Easy Tools to Make Citations
Here are many free programs for Citation. Some of them create precise notes for books, newspapers, pages on the net and videos, quite a lot by means of search of title, link or ISBN. Others allow you to point any page or text with one tap in the browser.
The program then grabs the title, authors, date of publication and all otehr necessary data to form an ideal Citation.
Between the mainstream styles for Citation is APA, MLA, Chicago, Turabian and Harvard. Some programs support thousands of variants and allow to right away export whole bibliography. One of them helps with more than thousands of styles, also ASA.
Other deals with APA 6 and 7, MLA 7 and 8, Chicago 17th and Vancouver. There is even a special generator for Citation in IEEE-style. Also, some tools are built into programs for writing.
In Microsoft Word, the tab for references gives menus for Citation and bibliography, where a list of styles allows you too choose forms like IEEE 2006.

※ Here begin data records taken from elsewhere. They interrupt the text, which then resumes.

// src/wgpu_utils/binding_builder.rs
//! Builders for bind group layouts and bind groups
//!
//! Keeps layout descriptions and the groups created from them in sync so the
//! binding indices never drift apart.

/// A bind group layout together with the entries it was built from.
///
/// The entries are kept so that `BindGroupBuilder` can assert that the
/// resources it receives line up with the layout.
pub struct BindGroupLayoutWithDesc {
    pub layout: wgpu::BindGroupLayout,
    pub entries: Vec<wgpu::BindGroupLayoutEntry>,
}

/// Incrementally builds a bind group layout, assigning binding slots in order.
pub struct BindGroupLayoutBuilder {
    entries: Vec<wgpu::BindGroupLayoutEntry>,
    next_binding: u32,
}

impl BindGroupLayoutBuilder {
    pub fn new() -> Self {
        Self {
            entries: Vec::new(),
            next_binding: 0,
        }
    }

    /// Adds a binding visible to the given shader stages.
    pub fn next_binding(mut self, visibility: wgpu::ShaderStages, ty: wgpu::BindingType) -> Self {
        self.entries.push(wgpu::BindGroupLayoutEntry {
            binding: self.next_binding,
            visibility,
            ty,
            count: None,
        });
        self.next_binding += 1;
        self
    }

    /// Adds a fragment-stage binding.
    pub fn next_binding_fragment(self, ty: wgpu::BindingType) -> Self {
        self.next_binding(wgpu::ShaderStages::FRAGMENT, ty)
    }

    /// Adds a binding visible to both vertex and fragment stages.
    pub fn next_binding_rendering(self, ty: wgpu::BindingType) -> Self {
        self.next_binding(
            wgpu::ShaderStages::VERTEX | wgpu::ShaderStages::FRAGMENT,
            ty,
        )
    }

    pub fn create(self, device: &wgpu::Device, label: &str) -> BindGroupLayoutWithDesc {
        let layout = device.create_bind_group_layout(&wgpu::BindGroupLayoutDescriptor {
            label: Some(label),
            entries: &self.entries,
        });
        BindGroupLayoutWithDesc {
            layout,
            entries: self.entries,
        }
    }
}

/// Builds a bind group against a previously constructed layout.
///
/// Resources are appended in binding order; `create` panics if the count does
/// not match the layout, which catches drift early.
pub struct BindGroupBuilder<'a> {
    layout: &'a BindGroupLayoutWithDesc,
    resources: Vec<wgpu::BindingResource<'a>>,
}

impl<'a> BindGroupBuilder<'a> {
    pub fn new(layout: &'a BindGroupLayoutWithDesc) -> Self {
        Self {
            layout,
            resources: Vec::new(),
        }
    }

    pub fn resource(mut self, resource: wgpu::BindingResource<'a>) -> Self {
        self.resources.push(resource);
        self
    }

    pub fn texture(self, view: &'a wgpu::TextureView) -> Self {
        self.resource(wgpu::BindingResource::TextureView(view))
    }

    pub fn sampler(self, sampler: &'a wgpu::Sampler) -> Self {
        self.resource(wgpu::BindingResource::Sampler(sampler))
    }

    pub fn create(self, device: &wgpu::Device, label: &str) -> wgpu::BindGroup {
        assert_eq!(
            self.resources.len(),
            self.layout.entries.len(),
            "bind group '{}' resource count does not match its layout",
            label
        );

        let entries: Vec<wgpu::BindGroupEntry> = self
            .resources
            .into_iter()
            .enumerate()
            .map(|(i, resource)| wgpu::BindGroupEntry {
                binding: self.layout.entries[i].binding,
                resource,
            })
            .collect();

        device.create_bind_group(&wgpu::BindGroupDescriptor {
            label: Some(label),
            layout: &self.layout.layout,
            entries: &entries,
        })
    }
}
// src/gfx/scene/vertex.rs
//! Vertex data structures for mesh rendering.

/// A 3D vertex with position and normal data.
///
/// `#[repr(C)]` keeps the memory layout GPU-compatible so whole slices can be
/// uploaded with bytemuck.
#[repr(C)]
#[derive(Copy, Clone, Debug, bytemuck::Pod, bytemuck::Zeroable)]
pub struct Vertex3D {
    /// 3D position coordinates [x, y, z]
    pub position: [f32; 3],
    /// 3D normal vector [nx, ny, nz] for lighting calculations
    pub normal: [f32; 3],
}

impl Vertex3D {
    /// Returns the vertex buffer layout for wgpu rendering.
    ///
    /// - Attribute 0: Position (Float32x3) at shader location 0
    /// - Attribute 1: Normal (Float32x3) at shader location 1
    pub fn desc() -> wgpu::VertexBufferLayout<'static> {
        use std::mem;
        wgpu::VertexBufferLayout {
            array_stride: mem::size_of::<Vertex3D>() as wgpu::BufferAddress,
            step_mode: wgpu::VertexStepMode::Vertex,
            attributes: &[
                wgpu::VertexAttribute {
                    offset: 0,
                    shader_location: 0,
                    format: wgpu::VertexFormat::Float32x3,
                },
                wgpu::VertexAttribute {
                    offset: mem::size_of::<[f32; 3]>() as wgpu::BufferAddress,
                    shader_location: 1,
                    format: wgpu::VertexFormat::Float32x3,
                },
            ],
        }
    }
}
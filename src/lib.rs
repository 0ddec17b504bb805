// src/lib.rs
//! Homestead
//!
//! A day/night house diorama built on wgpu and winit. One angle parameter
//! drives the sun and moon across the sky, the light rig, and the sky shader;
//! an imgui panel exposes the tunables and a bloom chain makes the sun glow.

pub mod app;
pub mod celestial;
pub mod error;
pub mod gfx;
pub mod params;
pub mod ui;
pub mod wgpu_utils;

// Re-export main types for convenience
pub use app::HomesteadApp;
pub use celestial::CelestialAnimator;
pub use error::SceneError;
pub use params::{BloomSettings, Parameters};

/// Creates a default application instance
pub fn default() -> HomesteadApp {
    pollster::block_on(HomesteadApp::new())
}
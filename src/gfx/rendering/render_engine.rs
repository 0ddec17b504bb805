// src/gfx/rendering/render_engine.rs
//! WGPU-based render engine for the homestead scene
//!
//! Owns the surface, device, and every pass in the frame: the lit scene pass
//! and sky pass into an offscreen HDR buffer, then either a plain blit or the
//! bloom chain onto the surface, and finally the UI overlay.

use std::sync::Arc;
use wgpu::{Device, TextureFormat};

use crate::gfx::{
    camera::CameraUniform,
    resources::{
        global_bindings::{update_global_ubo, GlobalBindings, GlobalUBO},
        texture_resource::TextureResource,
    },
    scene::registry::{NodeRole, SceneRegistry},
    scene::{object::DrawObject, Scene},
};
use crate::params::BloomSettings;
use crate::wgpu_utils::{
    binding_builder::{BindGroupBuilder, BindGroupLayoutBuilder, BindGroupLayoutWithDesc},
    binding_types,
    uniform_buffer::UniformBuffer,
};

use super::bloom::BloomChain;
use super::pipeline_manager::{PipelineConfig, PipelineManager};

/// Uniform fed to the sky shader. One scalar, padded to 16 bytes.
#[repr(C)]
#[derive(Copy, Clone, Debug, bytemuck::Pod, bytemuck::Zeroable)]
struct SkyUniformContent {
    sun_angle: f32,
    _pad: [f32; 3],
}

type SkyUBO = UniformBuffer<SkyUniformContent>;

/// Core rendering engine managing GPU resources and draw calls
pub struct RenderEngine {
    surface: wgpu::Surface<'static>,
    device: Arc<wgpu::Device>,
    queue: Arc<wgpu::Queue>,
    config: wgpu::SurfaceConfiguration,
    format: TextureFormat,
    depth_texture: TextureResource,
    scene_color: TextureResource,
    pub pipeline_manager: PipelineManager,
    global_ubo: GlobalUBO,
    global_bindings: GlobalBindings,
    sky_ubo: SkyUBO,
    sky_bind_group: wgpu::BindGroup,
    bloom: BloomChain,
}
// src/wgpu_utils/mod.rs
//! WGPU utility functions and helpers
//!
//! Provides convenient wrappers and builders for common wgpu operations.

pub mod binding_builder;
pub mod binding_types;
pub mod uniform_buffer;

// Re-export main types
pub use binding_builder::{BindGroupBuilder, BindGroupLayoutBuilder, BindGroupLayoutWithDesc};
pub use binding_types::*;
pub use uniform_buffer::UniformBuffer;
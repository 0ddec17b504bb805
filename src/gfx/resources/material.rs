// src/gfx/resources/material.rs
//! Material system for the diorama palette
//!
//! Materials are stored centrally in MaterialManager and objects reference
//! them by id. The palette is fixed per node role: flat colored surfaces lit
//! by the celestial rig, an emissive sun so the bloom pass picks it up, and
//! an unlit moon.

use std::collections::HashMap;
use wgpu::Device;

use crate::wgpu_utils::{
    binding_builder::{BindGroupBuilder, BindGroupLayoutBuilder, BindGroupLayoutWithDesc},
    binding_types,
    uniform_buffer::UniformBuffer,
};

/// Material ID for referencing materials
pub type MaterialId = String;

/// GPU uniform data for materials
#[repr(C)]
#[derive(Copy, Clone, Debug, bytemuck::Pod, bytemuck::Zeroable)]
pub struct MaterialUniform {
    pub base_color: [f32; 4],
    pub emissive: [f32; 3],
    /// 1.0 bypasses lighting entirely (the moon disc), 0.0 is lit.
    pub unlit: f32,
}

type MaterialUBO = UniformBuffer<MaterialUniform>;

/// Material bind group management
pub struct MaterialBindings {
    bind_group_layout: BindGroupLayoutWithDesc,
    bind_group: Option<wgpu::BindGroup>,
}

impl MaterialBindings {
    pub fn new(device: &Device) -> Self {
        let bind_group_layout = BindGroupLayoutBuilder::new()
            .next_binding_fragment(binding_types::uniform())
            .create(device, "Material Bind Group");

        MaterialBindings {
            bind_group_layout,
            bind_group: None,
        }
    }

    pub fn create_bind_group(&mut self, device: &Device, ubo: &MaterialUBO) {
        self.bind_group = Some(
            BindGroupBuilder::new(&self.bind_group_layout)
                .resource(ubo.binding_resource())
                .create(device, "Material Bind Group"),
        );
    }

    pub fn bind_group_layout(&self) -> &wgpu::BindGroupLayout {
        &self.bind_group_layout.layout
    }

    pub fn bind_group(&self) -> &wgpu::BindGroup {
        self.bind_group
            .as_ref()
            .expect("Bind group has not been created yet!")
    }
}

/// A flat-shaded material with optional emission.
pub struct Material {
    pub name: String,
    pub base_color: [f32; 4],
    pub emissive: [f32; 3],
    pub unlit: bool,

    // GPU resources - shared by all objects using this material
    material_ubo: Option<MaterialUBO>,
    material_bindings: Option<MaterialBindings>,
}

impl Default for Material {
    fn default() -> Self {
        Self {
            name: "default".to_string(),
            base_color: [0.8, 0.8, 0.8, 1.0],
            emissive: [0.0, 0.0, 0.0],
            unlit: false,
            material_ubo: None,
            material_bindings: None,
        }
    }
}

impl Material {
    pub fn new(name: &str, base_color: [f32; 4]) -> Self {
        Self {
            name: name.to_string(),
            base_color,
            emissive: [0.0, 0.0, 0.0],
            unlit: false,
            material_ubo: None,
            material_bindings: None,
        }
    }

    /// Builder pattern: construct from an 0xRRGGBB color.
    pub fn from_hex(name: &str, hex: u32) -> Self {
        Self::new(name, hex_to_rgba(hex))
    }

    /// Builder pattern: set emissive color
    pub fn with_emission(mut self, r: f32, g: f32, b: f32) -> Self {
        self.emissive = [r, g, b];
        self
    }

    /// Builder pattern: bypass lighting
    pub fn with_unlit(mut self) -> Self {
        self.unlit = true;
        self
    }

    /// Updates GPU resources for this material
    ///
    /// Must be called after material properties change to sync with GPU.
    pub fn update_gpu_resources(&mut self, device: &Device, queue: &wgpu::Queue) {
        if self.material_ubo.is_none() {
            self.material_ubo = Some(MaterialUBO::new(device));
        }

        if self.material_bindings.is_none() {
            let mut bindings = MaterialBindings::new(device);
            if let Some(ubo) = &self.material_ubo {
                bindings.create_bind_group(device, ubo);
            }
            self.material_bindings = Some(bindings);
        }

        let uniform_data = MaterialUniform {
            base_color: self.base_color,
            emissive: self.emissive,
            unlit: if self.unlit { 1.0 } else { 0.0 },
        };

        if let Some(ubo) = &mut self.material_ubo {
            ubo.update_content(queue, uniform_data);
        }
    }

    /// Gets the bind group for rendering
    pub fn bind_group(&self) -> Option<&wgpu::BindGroup> {
        self.material_bindings.as_ref().map(|b| b.bind_group())
    }

    /// Gets the bind group layout for pipeline creation
    pub fn bind_group_layout(&self) -> Option<&wgpu::BindGroupLayout> {
        self.material_bindings.as_ref().map(|b| b.bind_group_layout())
    }
}

fn hex_to_rgba(hex: u32) -> [f32; 4] {
    [
        ((hex >> 16) & 0xFF) as f32 / 255.0,
        ((hex >> 8) & 0xFF) as f32 / 255.0,
        (hex & 0xFF) as f32 / 255.0,
        1.0,
    ]
}

/// Centralized storage for all materials.
///
/// Objects reference materials by id rather than holding material data
/// directly, so GPU resources are shared between objects (door and window
/// both draw with "trim", the cloud borrows "path").
pub struct MaterialManager {
    materials: HashMap<MaterialId, Material>,
    default_material_id: MaterialId,
}

impl MaterialManager {
    /// Creates a new material manager with a default material
    pub fn new() -> Self {
        let mut manager = Self {
            materials: HashMap::new(),
            default_material_id: "default".to_string(),
        };

        manager
            .materials
            .insert("default".to_string(), Material::default());

        manager
    }

    /// Creates a manager preloaded with the diorama palette.
    pub fn house_palette() -> Self {
        let mut manager = Self::new();

        manager.add_material(Material::from_hex("house", 0xFFBA68));
        manager.add_material(Material::from_hex("trim", 0xE7784B));
        manager.add_material(Material::from_hex("grass", 0x9BE717));
        manager.add_material(Material::from_hex("wood", 0x63360A));
        manager.add_material(Material::from_hex("path", 0xC8C8C8));
        manager.add_material(Material::from_hex("roof", 0xA98156));
        manager.add_material(Material::from_hex("glass", 0xE4FFA5));
        manager.add_material(Material::from_hex("door_knob", 0xFFFE17));
        manager.add_material(
            Material::from_hex("sun", 0xE79900).with_emission(0.906, 0.6, 0.0),
        );
        manager.add_material(Material::from_hex("moon", 0x71B6F2).with_unlit());

        manager
    }

    /// Adds a material to the library
    pub fn add_material(&mut self, material: Material) {
        self.materials.insert(material.name.clone(), material);
    }

    /// Gets a material by ID
    pub fn get_material(&self, id: &str) -> Option<&Material> {
        self.materials.get(id)
    }

    /// Gets a mutable material by ID
    pub fn get_material_mut(&mut self, id: &str) -> Option<&mut Material> {
        self.materials.get_mut(id)
    }

    /// Gets the default material
    pub fn default_material(&self) -> &Material {
        self.materials.get(&self.default_material_id).unwrap()
    }

    /// Gets material for an object with fallback to default
    ///
    /// This is the method used during rendering; an object with no material
    /// assigned, or whose material id does not exist, draws with the default.
    pub fn material_for_object(&self, material_id: Option<&MaterialId>) -> &Material {
        match material_id {
            Some(id) => self
                .get_material(id)
                .unwrap_or_else(|| self.default_material()),
            None => self.default_material(),
        }
    }

    /// Lists all material IDs
    pub fn list_materials(&self) -> Vec<&MaterialId> {
        self.materials.keys().collect()
    }

    /// Updates GPU resources for all materials
    pub fn update_all_gpu_resources(&mut self, device: &Device, queue: &wgpu::Queue) {
        for material in self.materials.values_mut() {
            material.update_gpu_resources(device, queue);
        }
    }

    /// Gets the material bind group layout for pipeline creation
    ///
    /// Uses the default material's layout as all materials share the same layout.
    pub fn bind_group_layout(&self) -> Option<&wgpu::BindGroupLayout> {
        self.default_material().bind_group_layout()
    }
}

impl Default for MaterialManager {
    fn default() -> Self {
        Self::new()
    }
}

#[cfg(test)]
mod tests {
    use super::*;

    #[test]
    fn test_hex_conversion() {
        let rgba = hex_to_rgba(0xFF0080);
        assert!((rgba[0] - 1.0).abs() < 1e-6);
        assert!((rgba[1]).abs() < 1e-6);
        assert!((rgba[2] - 128.0 / 255.0).abs() < 1e-6);
        assert_eq!(rgba[3], 1.0);
    }

    #[test]
    fn test_palette_contains_every_role_material() {
        use crate::gfx::scene::registry::NodeRole;

        let manager = MaterialManager::house_palette();
        for role in NodeRole::ALL {
            if let Some(id) = role.material_id() {
                assert!(
                    manager.get_material(id).is_some(),
                    "palette is missing '{id}'"
                );
            }
        }
    }

    #[test]
    fn test_sun_glows_and_moon_is_unlit() {
        let manager = MaterialManager::house_palette();
        let sun = manager.get_material("sun").unwrap();
        assert!(sun.emissive.iter().any(|&c| c > 0.0));

        let moon = manager.get_material("moon").unwrap();
        assert!(moon.unlit);
    }

    #[test]
    fn test_unknown_material_falls_back_to_default() {
        let manager = MaterialManager::house_palette();
        let id = "chimney".to_string();
        let material = manager.material_for_object(Some(&id));
        assert_eq!(material.name, "default");
    }
}
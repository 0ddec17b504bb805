// src/gfx/rendering/pipeline_manager.rs
//! Render pipeline management
//!
//! High-level pipeline creation and caching with lazy instantiation, so pass
//! setup stays declarative in the render engine.

use std::{collections::HashMap, sync::Arc};
use wgpu::*;

use crate::gfx::scene::vertex::Vertex3D;

/// Configuration for creating a render pipeline
#[derive(Debug, Clone)]
pub struct PipelineConfig {
    pub label: String,
    pub shader: String,
    pub bind_group_layouts: Vec<BindGroupLayout>,
    pub primitive_topology: PrimitiveTopology,
    pub cull_mode: Option<Face>,
    pub depth_texture: Option<Texture>,
    pub multisample: MultisampleState,
    pub color_targets: Vec<Option<ColorTargetState>>,
    pub no_vertex_buffers: bool, // for fullscreen post passes
}

impl Default for PipelineConfig {
    fn default() -> Self {
        Self {
            label: "Default Pipeline".to_string(),
            shader: "shader.wgsl".to_string(),
            bind_group_layouts: Vec::new(),
            primitive_topology: PrimitiveTopology::TriangleList,
            cull_mode: Some(Face::Back),
            depth_texture: None,
            multisample: MultisampleState::default(),
            color_targets: vec![Some(ColorTargetState {
                format: TextureFormat::Bgra8Unorm,
                blend: Some(BlendState::REPLACE),
                write_mask: ColorWrites::ALL,
            })],
            no_vertex_buffers: false,
        }
    }
}

impl PipelineConfig {
    pub fn with_label(mut self, label: &str) -> Self {
        self.label = label.to_owned();
        self
    }

    /// Sets the shader for this pipeline (builder pattern)
    pub fn with_shader(mut self, shader: &str) -> Self {
        self.shader = shader.to_string();
        self
    }

    pub fn with_cull_mode(mut self, face: Option<Face>) -> Self {
        self.cull_mode = face;
        self
    }

    /// Sets all bind group layouts at once (builder pattern)
    pub fn with_bind_group_layouts(mut self, layouts: Vec<BindGroupLayout>) -> Self {
        self.bind_group_layouts = layouts;
        self
    }

    /// Sets the depth texture for depth testing (builder pattern)
    pub fn with_depth_stencil(mut self, texture: Texture) -> Self {
        self.depth_texture = Some(texture);
        self
    }

    /// Sets color targets for this pipeline (builder pattern)
    pub fn with_color_targets(mut self, targets: Vec<Option<ColorTargetState>>) -> Self {
        self.color_targets = targets;
        self
    }

    /// Configures the pipeline for fullscreen rendering without vertex buffers.
    pub fn with_no_vertex_buffers(mut self) -> Self {
        self.no_vertex_buffers = true;
        self
    }
}

/// Manages render pipelines with caching and lazy creation
pub struct PipelineManager {
    device: Arc<Device>,
    pipelines: HashMap<String, RenderPipeline>,
    pipeline_configs: HashMap<String, PipelineConfig>,
    shader_modules: HashMap<String, ShaderModule>,
    pending_pipelines: Vec<String>,
}

impl PipelineManager {
    pub fn new(device: Arc<Device>) -> Self {
        Self {
            device,
            pipelines: HashMap::new(),
            pipeline_configs: HashMap::new(),
            shader_modules: HashMap::new(),
            pending_pipelines: Vec::new(),
        }
    }

    /// Registers a pipeline configuration without creating it
    ///
    /// Pipelines are created lazily when first requested via `get_pipeline()`.
    pub fn register_pipeline(&mut self, name: &str, config: PipelineConfig) {
        self.pipeline_configs.insert(name.to_string(), config);
        self.pending_pipelines.push(name.to_string());
    }

    /// Loads and compiles a shader module
    pub fn load_shader(&mut self, name: &str, source: &str) -> Result<(), String> {
        let shader_module = self.device.create_shader_module(ShaderModuleDescriptor {
            label: Some(name),
            source: ShaderSource::Wgsl(source.into()),
        });

        self.shader_modules.insert(name.to_string(), shader_module);
        Ok(())
    }

    /// Gets or creates a pipeline (lazy loading)
    pub fn get_pipeline(&mut self, name: &str) -> Option<&RenderPipeline> {
        if self.pipelines.contains_key(name) {
            return self.pipelines.get(name);
        }

        if let Some(config) = self.pipeline_configs.get(name).cloned() {
            match self.create_pipeline_from_config(name, &config) {
                Ok(pipeline) => {
                    self.pipelines.insert(name.to_string(), pipeline);
                    self.pending_pipelines.retain(|n| n != name);
                    return self.pipelines.get(name);
                }
                Err(e) => {
                    log::error!("failed to create pipeline '{}': {}", name, e);
                    return None;
                }
            }
        }

        None
    }

    /// Creates all pending pipelines immediately
    ///
    /// Useful for pre-loading pipelines or validating configurations.
    pub fn create_all_pipelines(&mut self) -> Result<(), Vec<String>> {
        let mut errors = Vec::new();
        let pending = self.pending_pipelines.clone();

        for name in pending {
            if let Some(config) = self.pipeline_configs.get(&name).cloned() {
                match self.create_pipeline_from_config(&name, &config) {
                    Ok(pipeline) => {
                        self.pipelines.insert(name.clone(), pipeline);
                        self.pending_pipelines.retain(|n| n != &name);
                    }
                    Err(e) => {
                        errors.push(format!("Pipeline '{}': {}", name, e));
                    }
                }
            }
        }

        if errors.is_empty() {
            Ok(())
        } else {
            Err(errors)
        }
    }

    /// Creates a render pipeline from configuration
    fn create_pipeline_from_config(
        &self,
        name: &str,
        config: &PipelineConfig,
    ) -> Result<RenderPipeline, String> {
        let shader = self
            .shader_modules
            .get(&config.shader)
            .ok_or_else(|| format!("Shader '{}' not found", config.shader))?;

        let bind_group_layout_refs: Vec<&BindGroupLayout> =
            config.bind_group_layouts.iter().collect();
        let pipeline_layout = self
            .device
            .create_pipeline_layout(&PipelineLayoutDescriptor {
                label: Some(&format!("{} Layout", name)),
                bind_group_layouts: &bind_group_layout_refs,
                push_constant_ranges: &[],
            });

        let vertex_buffers: &[VertexBufferLayout] = if config.no_vertex_buffers {
            &[]
        } else {
            &[Vertex3D::desc()]
        };

        let depth_stencil = config
            .depth_texture
            .as_ref()
            .map(|texture| DepthStencilState {
                format: texture.format(),
                depth_write_enabled: true,
                depth_compare: CompareFunction::Less,
                stencil: StencilState::default(),
                bias: DepthBiasState::default(),
            });

        let pipeline = self
            .device
            .create_render_pipeline(&RenderPipelineDescriptor {
                label: Some(&config.label),
                layout: Some(&pipeline_layout),
                vertex: VertexState {
                    module: shader,
                    entry_point: Some("vs_main"),
                    buffers: vertex_buffers,
                    compilation_options: PipelineCompilationOptions::default(),
                },
                fragment: Some(FragmentState {
                    module: shader,
                    entry_point: Some("fs_main"),
                    targets: &config.color_targets,
                    compilation_options: PipelineCompilationOptions::default(),
                }),
                primitive: PrimitiveState {
                    topology: config.primitive_topology,
                    strip_index_format: None,
                    front_face: FrontFace::Ccw,
                    cull_mode: config.cull_mode,
                    polygon_mode: PolygonMode::Fill,
                    unclipped_depth: false,
                    conservative: false,
                },
                depth_stencil,
                multisample: config.multisample,
                multiview: None,
                cache: None,
            });

        Ok(pipeline)
    }

    /// Checks if a pipeline is registered
    pub fn has_pipeline(&self, name: &str) -> bool {
        self.pipeline_configs.contains_key(name)
    }
}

Many of those programs are fully free, without ads, without need of downloads and without required account. One of them gives a view in real time and fits to handle several authors or Citation at once. Other even allows to point several sources together and place Citation inside the text directly in the document.
Even so, generators for Citation sometimes cause problems. If some do not know how to do Citation themselves, they probably will not notice the mistakes that the tool does. Some programs require to enter every detail by hand, including letters of author names and full titles.
That can bother, when one hopedfor speed.
Some generators are created by experts in writing and are flexible, forming well structured Citation according to the freshest publications of mainstream style rules. Updated versions now cover APA 7th Publication and MLA 7th Publication. There are also programs that use technology of artificial intelligence to check Citation in the text and references against mistakes and errors.
One can use DOI to generate Citation. Simply enter a known DOI, later choose a style like Chicago or IEEE from a list in the menu. Google Docs also quietly improved its built-in system for Citation.
Because one wants fast Citation, some tools work as basic generators, without need of full account or installation of software. The mainstream idea stays the same: ease references so that they be faster and reliable.